A review will be posted for each song from the Smashing Pumpkins’ new album,Teargarden by Kaleidyscope, as they are released. For an overview of the project and a complete index of song reviews, click here.
Listening to the first song from Teargarden by Kaleidyscope, I realized some things about what I should expect from this project. Namely, there’s a Jimmy Chamberlain-sized hole in the music, and that’s going to be tough for circa-2009 Corgan to fill. Never mind that Chamberlain didn’t play on Adore, my all-time favorite Smashing Pumpkins album. Adore‘s electro-folk was radically different than anything that Corgan ever wrote before or after, and it most certainly would not have taken shape the same way had Chamberlain been the one behind the kit. On the other hand, judging from “A Song for a Son,” Corgan is writing in his most familiar mode: epic ’70s-style rock with a ’90s kick. And that will definitely not benefit from somebody besides Chamberlain handling the drums. His 19-year-old replacement, Mike Byrne, is from my native Portland, so I obviously wish him nothing but the best on this project. Unfortunately, he doesn’t do a lot here to distinguish himself. His drum work on “A Song for a Son” is decent enough, but the hyperactive fills at the song’s climax aren’t anything that doesn’t make me wish it was Chamberlain playing them.

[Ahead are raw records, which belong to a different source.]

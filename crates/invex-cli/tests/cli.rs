use std::fs;
use std::path::Path;

use assert_cmd::Command;
use image::{GrayImage, Luma};
use predicates::prelude::*;
use tempfile::TempDir;

/// `invex` with config and data directories isolated in `home`.
fn invex(home: &Path) -> Command {
    let mut cmd = Command::cargo_bin("invex").unwrap();
    cmd.env("HOME", home)
        .env("XDG_CONFIG_HOME", home.join("config"))
        .env("XDG_DATA_HOME", home.join("data"))
        .env_remove("RUST_LOG");
    cmd
}

fn write_scan(path: &Path) {
    GrayImage::from_fn(300, 200, |x, y| {
        if (y % 20) < 6 && (20..280).contains(&x) { Luma([20]) } else { Luma([235]) }
    })
    .save(path)
    .unwrap();
}

#[test]
fn test_help_lists_commands() {
    let home = TempDir::new().unwrap();
    invex(home.path())
        .arg("--help")
        .assert()
        .success()
        .stdout(predicate::str::contains("process"))
        .stdout(predicate::str::contains("batch"))
        .stdout(predicate::str::contains("health"))
        .stdout(predicate::str::contains("models"));
}

#[test]
fn test_config_init_set_get() {
    let home = TempDir::new().unwrap();
    let config = home.path().join("invex.json");

    invex(home.path())
        .args(["config", "init", "--output"])
        .arg(&config)
        .assert()
        .success();
    assert!(config.exists());

    invex(home.path())
        .arg("--config")
        .arg(&config)
        .args(["config", "set", "runtime.workers", "3"])
        .assert()
        .success();

    invex(home.path())
        .arg("--config")
        .arg(&config)
        .args(["config", "get", "runtime.workers"])
        .assert()
        .success()
        .stdout(predicate::str::diff("3\n"));

    invex(home.path())
        .arg("--config")
        .arg(&config)
        .args(["config", "get", "runtime.nope"])
        .assert()
        .failure()
        .stderr(predicate::str::contains("Configuration key not found"));
}

#[test]
fn test_config_init_refuses_overwrite() {
    let home = TempDir::new().unwrap();
    let config = home.path().join("invex.json");
    fs::write(&config, "{}").unwrap();

    invex(home.path())
        .args(["config", "init", "--output"])
        .arg(&config)
        .assert()
        .failure()
        .stderr(predicate::str::contains("--force"));
}

#[test]
fn test_config_path_uses_config_dir() {
    let home = TempDir::new().unwrap();
    invex(home.path())
        .args(["config", "path"])
        .assert()
        .success()
        .stdout(predicate::str::contains("invex/config.json"))
        .stdout(predicate::str::contains("not created"));
}

#[test]
fn test_process_missing_file() {
    let home = TempDir::new().unwrap();
    invex(home.path())
        .args(["process", "does-not-exist.pdf"])
        .assert()
        .failure()
        .stderr(predicate::str::contains("Input file not found"));
}

#[test]
fn test_process_unsupported_format() {
    let home = TempDir::new().unwrap();
    let input = home.path().join("invoice.txt");
    fs::write(&input, "Facture N° 1").unwrap();

    invex(home.path())
        .arg("process")
        .arg(&input)
        .arg("--model-dir")
        .arg(home.path())
        .assert()
        .failure()
        .stderr(predicate::str::contains("INVALID_FILE_FORMAT"));
}

#[test]
fn test_process_corrupt_pdf() {
    let home = TempDir::new().unwrap();
    let input = home.path().join("broken.pdf");
    fs::write(&input, b"%PDF-1.4\n\x00").unwrap();

    invex(home.path())
        .arg("process")
        .arg(&input)
        .arg("--model-dir")
        .arg(home.path())
        .assert()
        .failure()
        .stderr(predicate::str::contains("CORRUPT_DOCUMENT"));
}

#[test]
fn test_process_without_models_reports_unavailable() {
    let home = TempDir::new().unwrap();
    let input = home.path().join("scan.png");
    write_scan(&input);

    invex(home.path())
        .arg("process")
        .arg(&input)
        .arg("--model-dir")
        .arg(home.path())
        .assert()
        .failure()
        .stderr(predicate::str::contains("OCR_UNAVAILABLE"));
}

#[test]
fn test_process_rejects_unknown_field() {
    let home = TempDir::new().unwrap();
    let input = home.path().join("scan.png");
    write_scan(&input);

    invex(home.path())
        .arg("process")
        .arg(&input)
        .args(["--fields", "invoice.number,invoice.colour"])
        .arg("--model-dir")
        .arg(home.path())
        .assert()
        .failure()
        .stderr(predicate::str::contains("Unknown field: invoice.colour"));
}

#[test]
fn test_health_json_without_models() {
    let home = TempDir::new().unwrap();
    invex(home.path())
        .args(["health", "--json", "--model-dir"])
        .arg(home.path())
        .assert()
        .failure()
        .stdout(predicate::str::contains("\"ocr_backend_reachable\": false"))
        .stdout(predicate::str::contains("\"queue_depth\": 16"));
}

#[test]
fn test_batch_continue_on_error_writes_summary() {
    let home = TempDir::new().unwrap();
    let inputs = home.path().join("in");
    let out = home.path().join("out");
    fs::create_dir_all(&inputs).unwrap();
    write_scan(&inputs.join("a.png"));
    fs::write(inputs.join("b.pdf"), b"%PDF-1.4\n\x00").unwrap();

    invex(home.path())
        .arg("batch")
        .arg(format!("{}/*", inputs.display()))
        .arg("--output-dir")
        .arg(&out)
        .args(["--summary", "--continue-on-error", "--model-dir"])
        .arg(home.path())
        .assert()
        .success()
        .stdout(predicate::str::contains("0 successful, 2 failed"));

    let summary = fs::read_to_string(out.join("summary.csv")).unwrap();
    let lines: Vec<&str> = summary.lines().collect();
    assert_eq!(lines.len(), 3);
    assert!(lines[1].starts_with("a.png,error"));
    assert!(lines[1].contains("OCR_UNAVAILABLE"));
    assert!(lines[2].starts_with("b.pdf,error"));
    assert!(lines[2].contains("CORRUPT_DOCUMENT"));
}

#[test]
fn test_batch_stops_on_first_error() {
    let home = TempDir::new().unwrap();
    let input = home.path().join("broken.pdf");
    fs::write(&input, b"%PDF-1.4\n\x00").unwrap();

    invex(home.path())
        .arg("batch")
        .arg(input.display().to_string())
        .arg("--model-dir")
        .arg(home.path())
        .assert()
        .failure()
        .stderr(predicate::str::contains("CORRUPT_DOCUMENT"));
}

#[test]
fn test_models_list() {
    let home = TempDir::new().unwrap();
    invex(home.path())
        .args(["models", "list"])
        .assert()
        .success()
        .stdout(predicate::str::contains("mobile"))
        .stdout(predicate::str::contains("latin_rec.onnx"));
}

With that said, “Son” is actually a pretty good song. It’s an epic ballad firmly in the “Tonight, Tonight” mold, probably the most straightforward Zeppelin/Queen homage Corgan has ever written. The song is musically very strong (building from a “Mellon Collie”-esque piano intro to a textbook classic-rock ballad, with an ultra-clean guitar solo reminiscient of Tom Scholz of Boston) and lyrically kind of clumsy (does a song about “the son I never had” really need a line about space invaders?), but more importantly, there is a genuine warmth to Corgan’s delivery that has been missing from much of his post-Adore work. He smartly avoids overloading the song with layers and needless production tricks, keeping it relatively lean and uncluttered. This is the kind of song Corgan used to be able to write in his sleep, and to hear him sounding more comfortable on record than he has in the last decade can’t be looked at as anything but encouraging for this project.